The prescription drug, an enzyme named adenosine deaminase or ADA helps the immune system remember the human immunodeficiency virus (HIV) to prevent or eliminate infection, enabling the immune system to handle HIV on its own without medical interventions. The study was published in the Journal of Leukocyte Biology for its February 2016 issue.

“We hope this study puts ADA in the spotlight as a powerful immune modulator in vaccine strategies enhancing anti-HIV immune responses and limiting the need for life-lasting treatments,”said Núria Climent, one of the study’s researchers from the Retrovirology and Viral Immunopathology Laboratory at AIDS Research Group from Institut d’Investigacions Biomèdiques August Pi i Sunyer (IDIBAPS) in Barcelona, Spain. Eytan Eytan

The new study entailed analysing the effects ADA has on cells in patients with HIV infection and those without. The researchers measured the rate of the lymphocyte propagation, cytokine secretion and the regulatory T cell generation of the dendritic cells, which were taken from blood cells and exposed to HIV-1 proteins as well as inactivated HIV-1 virus, with or without ADA.

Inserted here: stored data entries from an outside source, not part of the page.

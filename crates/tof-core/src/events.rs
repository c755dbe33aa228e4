//! Event system for host decoupling.
//!
//! Lets a CLI or service subscribe to session events without
//! tight coupling to the core logic.

use crate::protocol::{AppId, ErrorCode, FrameKind};

/// Events emitted by the device session.
#[derive(Debug, Clone)]
pub enum TofEvent {
    /// Running application changed.
    AppChanged { from: AppId, to: AppId },
    /// A firmware candidate is being tried.
    FirmwareAttempt { name: String, index: usize },
    /// Candidate could not be fetched.
    FirmwareUnavailable { name: String },
    /// Candidate downloaded and App0 is running.
    FirmwareLoaded { name: String, elapsed_ms: u64 },
    CaptureStarted { command: u8 },
    CaptureStopped,
    /// Frame queued for consumers.
    FrameQueued { kind: FrameKind, pending: usize },
    CalibrationComplete { size: usize, crosstalk: u32 },
    HealthChanged { healthy: bool, crosstalk: u32 },
    RecoveryScheduled { delay_ms: u64 },
    /// Error reported through the frame queue.
    Error { code: ErrorCode, message: String },
}

/// Observer trait for receiving session events.
///
/// Called with the session lock held; implementations must not call back
/// into the session.
pub trait TofObserver: Send + Sync {
    /// Called when an event occurs.
    fn on_event(&self, event: &TofEvent);
}

/// No-op observer that discards all events.
pub struct NullObserver;

impl TofObserver for NullObserver {
    fn on_event(&self, _event: &TofEvent) {}
}

/// Observer that logs events using tracing.
pub struct TracingObserver;

impl TofObserver for TracingObserver {
    fn on_event(&self, event: &TofEvent) {
        match event {
            TofEvent::AppChanged { from, to } => {
                tracing::info!(from = %from, to = %to, "Application changed");
            }
            TofEvent::FirmwareAttempt { name, index } => {
                tracing::info!(candidate = %name, index = index, "Trying firmware");
            }
            TofEvent::FirmwareUnavailable { name } => {
                tracing::warn!(candidate = %name, "Firmware not available");
            }
            TofEvent::FirmwareLoaded { name, elapsed_ms } => {
                tracing::info!(candidate = %name, elapsed_ms = elapsed_ms, "Firmware loaded");
            }
            TofEvent::CaptureStarted { command } => {
                tracing::debug!(command = %format!("{command:#04x}"), "Capture started");
            }
            TofEvent::CaptureStopped => {
                tracing::debug!("Capture stopped");
            }
            TofEvent::FrameQueued { kind, pending } => {
                tracing::trace!(kind = %kind, pending = pending, "Frame queued");
            }
            TofEvent::CalibrationComplete { size, crosstalk } => {
                tracing::info!(size = size, crosstalk = crosstalk, "Factory calibration complete");
            }
            TofEvent::HealthChanged { healthy, crosstalk } => {
                if *healthy {
                    tracing::info!(crosstalk = crosstalk, "Device healthy");
                } else {
                    tracing::warn!(crosstalk = crosstalk, "Device marked unhealthy");
                }
            }
            TofEvent::RecoveryScheduled { delay_ms } => {
                tracing::warn!(delay_ms = delay_ms, "Recovery scheduled");
            }
            TofEvent::Error { code, message } => {
                tracing::error!(code = %code, "Error: {}", message);
            }
        }
    }
}

/// Observer that keeps every event, for tests and diagnostics.
#[derive(Default)]
pub struct RecordingObserver {
    events: std::sync::Mutex<Vec<TofEvent>>,
}

impl RecordingObserver {
    pub fn new() -> Self {
        Self::default()
    }

    pub fn events(&self) -> Vec<TofEvent> {
        self.events
            .lock()
            .unwrap_or_else(std::sync::PoisonError::into_inner)
            .clone()
    }
}

impl TofObserver for RecordingObserver {
    fn on_event(&self, event: &TofEvent) {
        self.events
            .lock()
            .unwrap_or_else(std::sync::PoisonError::into_inner)
            .push(event.clone());
    }
}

The research team discovered that ADA improves anti-HIV-1 specific immune responses by decreasing the action of cells that prevent HIV-specific defences. An increase in CD4+ responder T cells, in CD8+ T cell proliferation and in T cell memory generation were observed. Aside from this increase, the secretion of Th1 cytokines were also boosted.

The number of CD4+ cells decreases as HIV infection progresses. The normal range is about 600-1,500, but this drops below 200 if the patient has acquired immune deficiency syndrome (AIDS).  CD8+ T cells controls HIV replication but majority of the cells generated die within a few weeks during HIV infection.

“We need to find new strategies that will empower the immune system towards long-term control of HIV infection,” Journal of Leukocyte Biology’s editor-in chief, Luis Montaner, said. “The availability of an approved drug that already targets the mechanisms described here ensures the quick translation of this work from the bench to the clinical.”